講義の合間に、トイレに行きたいということで、次の場所に移動したあと、彼が席を立った瞬間だった。
話しかけてきたのは、この間のチャラい集団。
顎で外を示す彼女に、私の眉間の皺が濃くなる。
「貸す顔はありません。他を当たってください。」
そう言い捨てた私は、ノートに再び目を通す。
「っっ、ちょっと!バカにしてんの!?」
声を張り上げた彼女に気付いた生徒たちは、ヒソヒソと此方を伺っては何か話している。
氷上くんが帰って来るまでに、時間を稼がないと。
着いて行ったら、100%良いことにはならない。
「・・・あなたを知らないのに、バカに出来るわけないじゃないですか。
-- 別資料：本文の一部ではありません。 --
// Copyright (c) 2025 Makai MCP Authors
//
// Licensed under the MIT License (LICENSE-MIT or https://opensource.org/licenses/MIT)

//! Method registry and dispatcher.
//!
//! A [`MethodRegistry`] is populated once during server setup and then
//! frozen into a [`Dispatcher`]; the dispatch table is read-only while
//! serving, so concurrent dispatch needs no locking. Registering a method
//! name twice overwrites the earlier handler — last registration wins.
//!
//! Dispatch applies the hook chain: the before hook may short-circuit a
//! request, the error hook maps handler failures, the fallback hook catches
//! unknown methods (otherwise -32601), and the after hook always runs on the
//! final outcome, including fallback and error-hook outcomes.
//!
//! The dispatcher is format-agnostic: it returns a typed [`Outcome`], never
//! serialized bytes, and has no framing responsibility.

use std::collections::HashMap;
use std::future::Future;
use std::sync::Arc;

use futures::future::BoxFuture;
use serde_json::Value;
use tracing::debug;

use super::cancellation::{CancellationToken, CancellationTracker};
use super::error::JsonRpcError;
use super::types::{Request, RequestId};
use crate::notify::Notifier;

/// Per-request context passed to every handler.
///
/// Owns the request-scoped collaborators a handler may touch: the request
/// id, the cancellation token for cancellable handlers, and a handle to the
/// notification subsystem for progress delivery.
#[derive(Clone, Default)]
pub struct RequestContext {
    /// Id of the request being served; None for notifications.
    pub id: Option<RequestId>,

    /// Cooperative cancellation token, present only for handlers registered
    /// with [`MethodRegistry::add_cancellable`].
    pub cancellation: Option<Arc<CancellationToken>>,

    /// Out-of-band notification channel, when the server wires one in.
    pub notifier: Option<Notifier>,
}

impl RequestContext {
    /// Polls the cancellation token, if one was issued for this request.
    pub fn is_cancelled(&self) -> bool {
        self.cancellation
            .as_ref()
            .map(|t| t.is_cancelled())
            .unwrap_or(false)
    }
}

/// Type alias for a handler's return value.
pub type MethodResult = std::result::Result<Value, JsonRpcError>;

/// Type alias for a handler's boxed future.
pub type MethodFuture = BoxFuture<'static, MethodResult>;

/// Trait for method handlers.
///
/// Implemented automatically for async functions and closures of the shape
/// `Fn(RequestContext, Option<Value>) -> impl Future<Output = MethodResult>`.
pub trait MethodHandler: Send + Sync {
    /// Handles a method call asynchronously.
    fn handle(&self, ctx: RequestContext, params: Option<Value>) -> MethodFuture;
}

impl<F, Fut> MethodHandler for F
where
    F: Send + Sync + 'static + Fn(RequestContext, Option<Value>) -> Fut,
    Fut: Future<Output = MethodResult> + Send + 'static,
{
    fn handle(&self, ctx: RequestContext, params: Option<Value>) -> MethodFuture {
        Box::pin((self)(ctx, params))
    }
}

/// Shared handler pointer stored in the registry.
pub type MethodHandlerFn = Arc<dyn MethodHandler>;

/// Typed result of a dispatch.
#[derive(Debug, Clone)]
pub enum Outcome {
    /// Handler succeeded; serialize a success response.
    Success(Value),

    /// Handler or hook failed; serialize an error response.
    Failure(JsonRpcError),

    /// Notification handled; no response bytes may be produced.
    NoResponse,

    /// Handler succeeded and the connection must close after the response
    /// is written (shutdown).
    EndStream(Value),
}

/// Hook run before lookup; returning an error short-circuits the dispatch.
pub type BeforeHook = Arc<dyn Fn(&RequestContext, &str) -> Result<(), JsonRpcError> + Send + Sync>;

/// Hook that maps a handler failure to the error actually reported.
pub type ErrorHook = Arc<dyn Fn(&str, JsonRpcError) -> JsonRpcError + Send + Sync>;

/// Hook run on every final outcome, for logging/cleanup symmetry.
pub type AfterHook = Arc<dyn Fn(&str, &Outcome) + Send + Sync>;

struct MethodEntry {
    handler: MethodHandlerFn,
    /// Whether dispatch issues a cancellation token for this handler.
    cancellable: bool,
    /// Whether a successful result ends the connection stream.
    terminal: bool,
}

/// Mutable method table, populated during server setup.
#[derive(Default)]
pub struct MethodRegistry {
    methods: HashMap<String, MethodEntry>,
    before_hook: Option<BeforeHook>,
    error_hook: Option<ErrorHook>,
    fallback_handler: Option<MethodHandlerFn>,
    after_hook: Option<AfterHook>,
}

impl MethodRegistry {
    /// Creates an empty registry.
    pub fn new() -> Self {
        Self::default()
    }

    /// Registers a handler for `method`.
    ///
    /// Exactly one handler exists per name; registering again overwrites the
    /// previous handler (last registration wins).
    pub fn add<F, Fut>(&mut self, method: impl Into<String>, handler: F)
    where
        F: Send + Sync + 'static + Fn(RequestContext, Option<Value>) -> Fut,
        Fut: Future<Output = MethodResult> + Send + 'static,
    {
        self.insert(method.into(), Arc::new(handler), false, false);
    }

    /// Registers a handler that receives a cancellation token.
    pub fn add_cancellable<F, Fut>(&mut self, method: impl Into<String>, handler: F)
    where
        F: Send + Sync + 'static + Fn(RequestContext, Option<Value>) -> Fut,
        Fut: Future<Output = MethodResult> + Send + 'static,
    {
        self.insert(method.into(), Arc::new(handler), true, false);
    }

    /// Registers a handler whose success ends the connection stream.
    pub fn add_terminal<F, Fut>(&mut self, method: impl Into<String>, handler: F)
    where
        F: Send + Sync + 'static + Fn(RequestContext, Option<Value>) -> Fut,
        Fut: Future<Output = MethodResult> + Send + 'static,
    {
        self.insert(method.into(), Arc::new(handler), false, true);
    }

    fn insert(&mut self, name: String, handler: MethodHandlerFn, cancellable: bool, terminal: bool) {
        if self.methods.contains_key(&name) {
            debug!(method = %name, "Overwriting existing handler registration");
        }
        self.methods.insert(
            name,
            MethodEntry {
                handler,
                cancellable,
                terminal,
            },
        );
    }

    /// Sets the hook run before handler lookup.
    pub fn set_before_hook<F>(&mut self, hook: F)
    where
        F: Fn(&RequestContext, &str) -> Result<(), JsonRpcError> + Send + Sync + 'static,
    {
        self.before_hook = Some(Arc::new(hook));
    }

    /// Sets the hook that maps handler failures.
    pub fn set_error_hook<F>(&mut self, hook: F)
    where
        F: Fn(&str, JsonRpcError) -> JsonRpcError + Send + Sync + 'static,
    {
        self.error_hook = Some(Arc::new(hook));
    }

    /// Sets the handler invoked when no method matches.
    pub fn set_fallback_handler<F, Fut>(&mut self, handler: F)
    where
        F: Send + Sync + 'static + Fn(RequestContext, Option<Value>) -> Fut,
        Fut: Future<Output = MethodResult> + Send + 'static,
    {
        self.fallback_handler = Some(Arc::new(handler));
    }

    /// Sets the hook run on every final outcome.
    pub fn set_after_hook<F>(&mut self, hook: F)
    where
        F: Fn(&str, &Outcome) + Send + Sync + 'static,
    {
        self.after_hook = Some(Arc::new(hook));
    }

    /// Names of all registered methods, for capability listing.
    pub fn method_names(&self) -> Vec<String> {
        let mut names: Vec<String> = self.methods.keys().cloned().collect();
        names.sort();
        names
    }

    /// Freezes the registry into a dispatcher.
    pub fn into_dispatcher(self, tracker: CancellationTracker, notifier: Option<Notifier>) -> Dispatcher {
        Dispatcher {
            registry: Arc::new(self),
            tracker,
            notifier,
        }
    }
}

/// Read-only dispatch engine shared by all connections.
#[derive(Clone)]
pub struct Dispatcher {
    registry: Arc<MethodRegistry>,
    tracker: CancellationTracker,
    notifier: Option<Notifier>,
}

impl Dispatcher {
    /// The cancellation tracker shared with the method surface.
    pub fn tracker(&self) -> &CancellationTracker {
        &self.tracker
    }

    /// Names of all registered methods.
    pub fn method_names(&self) -> Vec<String> {
        self.registry.method_names()
    }

    /// Dispatches one parsed request or notification.
    ///
    /// Never panics and never returns serialized bytes; every failure path
    /// is folded into the typed outcome. For notifications the outcome is
    /// always [`Outcome::NoResponse`] — failures are logged and dropped.
    pub async fn dispatch(&self, request: &Request) -> Outcome {
        let mut ctx = RequestContext {
            id: request.id.clone(),
            cancellation: None,
            notifier: self.notifier.clone(),
        };

        let outcome = self.run(&mut ctx, request).await;

        let outcome = if request.is_notification() {
            if let Outcome::Failure(err) = &outcome {
                debug!(
                    method = %request.method,
                    code = err.code,
                    "Notification handler failed; no response is sent"
                );
            }
            Outcome::NoResponse
        } else {
            outcome
        };

        if let Some(after) = &self.registry.after_hook {
            after(&request.method, &outcome);
        }

        outcome
    }

    async fn run(&self, ctx: &mut RequestContext, request: &Request) -> Outcome {
        if let Some(before) = &self.registry.before_hook {
            if let Err(err) = before(ctx, &request.method) {
                return Outcome::Failure(err);
            }
        }

        let entry = match self.registry.methods.get(&request.method) {
            Some(entry) => entry,
            None => {
                if let Some(fallback) = &self.registry.fallback_handler {
                    let result = fallback
                        .handle(ctx.clone(), request.params.clone())
                        .await;
                    return self.fold(&request.method, result, false);
                }
                return Outcome::Failure(JsonRpcError::method_not_found(&request.method));
            }
        };

        // The guard drops on every exit path below, releasing the token the
        // moment the request completes.
        let _guard = match (&request.id, entry.cancellable) {
            (Some(id), true) => {
                let (token, guard) = self.tracker.register(id);
                ctx.cancellation = Some(token);
                Some(guard)
            }
            _ => None,
        };

        let result = entry.handler.handle(ctx.clone(), request.params.clone()).await;
        self.fold(&request.method, result, entry.terminal)
    }

    fn fold(&self, method: &str, result: MethodResult, terminal: bool) -> Outcome {
        match result {
            Ok(value) if terminal => Outcome::EndStream(value),
            Ok(value) => Outcome::Success(value),
            Err(err) => {
                let err = match &self.registry.error_hook {
                    Some(hook) => hook(method, err),
                    None => err,
                };
                Outcome::Failure(err)
            }
        }
    }
}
」
ため息を吐く私を彼女は嘲笑して口を開いた。
「ウチが【陰】のメンバーだって知らないんだぁ?白虎の金魚の糞さん?」
陰と言うワードに、隣の彼女は肩を強ばらせ、私は更に眉間に皺を寄せた。それに・・・
「金魚の糞?」
私が白虎に付き纏ってるってことだろうか?
訝しげに目の前のケバい人を見つめる私に、彼女は勝ち誇った笑みを浮かべる。
「そうよ、金魚の糞。調べたら、白虎には今姫はいない。
それでもあんたが彼らといるってことは、付き纏ってるってことでしょ?違う?」
「・・・違いますね。」
冷静に返す私に、反論が帰ってくるとは思わなかったらしき彼女は、面食らっている。
「じゃ、じゃあ説明しなさいよ!何で彼らといるのか!」
絶叫に近い声を張り上げる彼女の背後で、地を這うような低い声が聞こえてきた。